In 2013, Kozlov made his ATP World Tour debut as a wildcard at the Newport tournament and lost in the first round. At the age of 16, he defeated his first Top 100 player in Tim Smyczek to reach his first ATP Challenger final in 2014 in Sacramento, where he lost to Sam Querrey. He also reached seven career ITF Futures finals and won four of these finals.

===2016-18: First ATP win and quarterfinal, Two Challenger titles===
In April, Kozlov reached the final at the Open de Guadeloupe. In June, he won his first career ATP level match as a wildcard at the 2016 Ricoh Open in Den Bosch. He reached his first career quarterfinal by defeating Steve Johnson in the second round. Toward the end of the season, Kozlov reached a second Challenger final on the year at Suzhou.

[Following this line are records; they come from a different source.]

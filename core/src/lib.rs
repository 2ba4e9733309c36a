//! Synchronous client core for the HubSpot CRM REST API.
//!
//! # Overview
//! Builds `HttpRequest` values and parses `HttpResponse` values without
//! touching the network (host-does-IO pattern). The caller executes the
//! actual HTTP round-trip, so every URL and body can be checked without a
//! live portal.
//!
//! # Design
//! - [`url::build_url`] expands `:name` path templates, renders the leftover
//!   parameters as the query string and appends the `hapikey` last.
//! - [`properties`] converts between HubSpot's `[{property, value}]` records
//!   and the flat [`PropertyHash`] the resource records carry.
//! - `HubSpotClient` holds an explicit [`Config`] instead of process-wide
//!   state. Resource endpoints live in [`resources`] as further
//!   `build_*`/`parse_*` pairs on the client.

pub mod client;
pub mod config;
pub mod error;
pub mod http;
pub mod params;
pub mod properties;
pub mod resources;
pub mod url;

pub use client::HubSpotClient;
pub use config::Config;
pub use error::{ApiError, BuildError};
pub use http::{HttpMethod, HttpRequest, HttpResponse};
pub use params::{ParamValue, Params, Scalar};
pub use properties::{PropertyHash, PropertyRecord};
pub use resources::blog::{Blog, BlogPost};
pub use resources::company::Company;
pub use resources::contact::{Contact, ContactUpsert};
pub use resources::contact_list::ContactList;
pub use resources::deal::Deal;
pub use resources::engagement::{Engagement, EngagementPage};
pub use resources::form::Form;
pub use resources::property_schema::{PropertySchema, SchemaKind};
pub use resources::topic::Topic;
pub use url::UrlOptions;
//! HubSpot enterprise event tracking.

use crate::client::HubSpotClient;
use crate::error::ApiError;
use crate::http::{HttpRequest, HttpResponse};
use crate::params::Params;
use crate::properties::PropertyHash;

pub const TRACK_EVENT_PATH: &str = "/v1/event/";

impl HubSpotClient {
    /// Record an occurrence of `event_id`. Caller params (typically `email`)
    /// precede the event id in the query.
    pub fn build_track_event(&self, event_id: &str, params: &Params) -> Result<HttpRequest, ApiError> {
        let params = params.clone().with("_n", event_id);
        self.build_track(TRACK_EVENT_PATH, &params)
    }

    pub fn parse_track_event(&self, response: HttpResponse) -> Result<(), ApiError> {
        self.parse_empty(response)
    }

    /// Upsert the contact by email, then track the event. Execute the two
    /// requests in order.
    pub fn build_track_and_set_properties(
        &self,
        event_id: &str,
        contact_email: &str,
        contact_properties: &PropertyHash,
    ) -> Result<(HttpRequest, HttpRequest), ApiError> {
        let upsert = self.build_create_or_update_contact_by_email(contact_email, contact_properties)?;
        let track = self.build_track_event(event_id, &Params::new())?;
        Ok((upsert, track))
    }
}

He won his first career Challenger event in Columbus. He won his second title at the 2017 Las Vegas Challenger.

===2021: First Challenger titles since 2017, back to top 200 since 2018===
In September, at the 2021 Columbus Challenger, Kozlov won his first title in four years, defeating Max Purcell in the final in three sets. At the same tournament he won also in doubles partnering Canadian Peter Polansky. He followed this by a final at the 2021 Las Vegas Challenger and a second Challenger title for the season at the 2021 Charlottesville Men's Pro Challenger, defeating another Australian Aleksandar Vukic. As a result, he returned to the top 200 in more than three years at No. 188 on 8 November 2021. He ended the year with winning his third Challenger in Champaign, US. As a result he finished the year ranked No. 159 on 22 November 2021 and secured a main draw wildcard into the 2022 Australian Open.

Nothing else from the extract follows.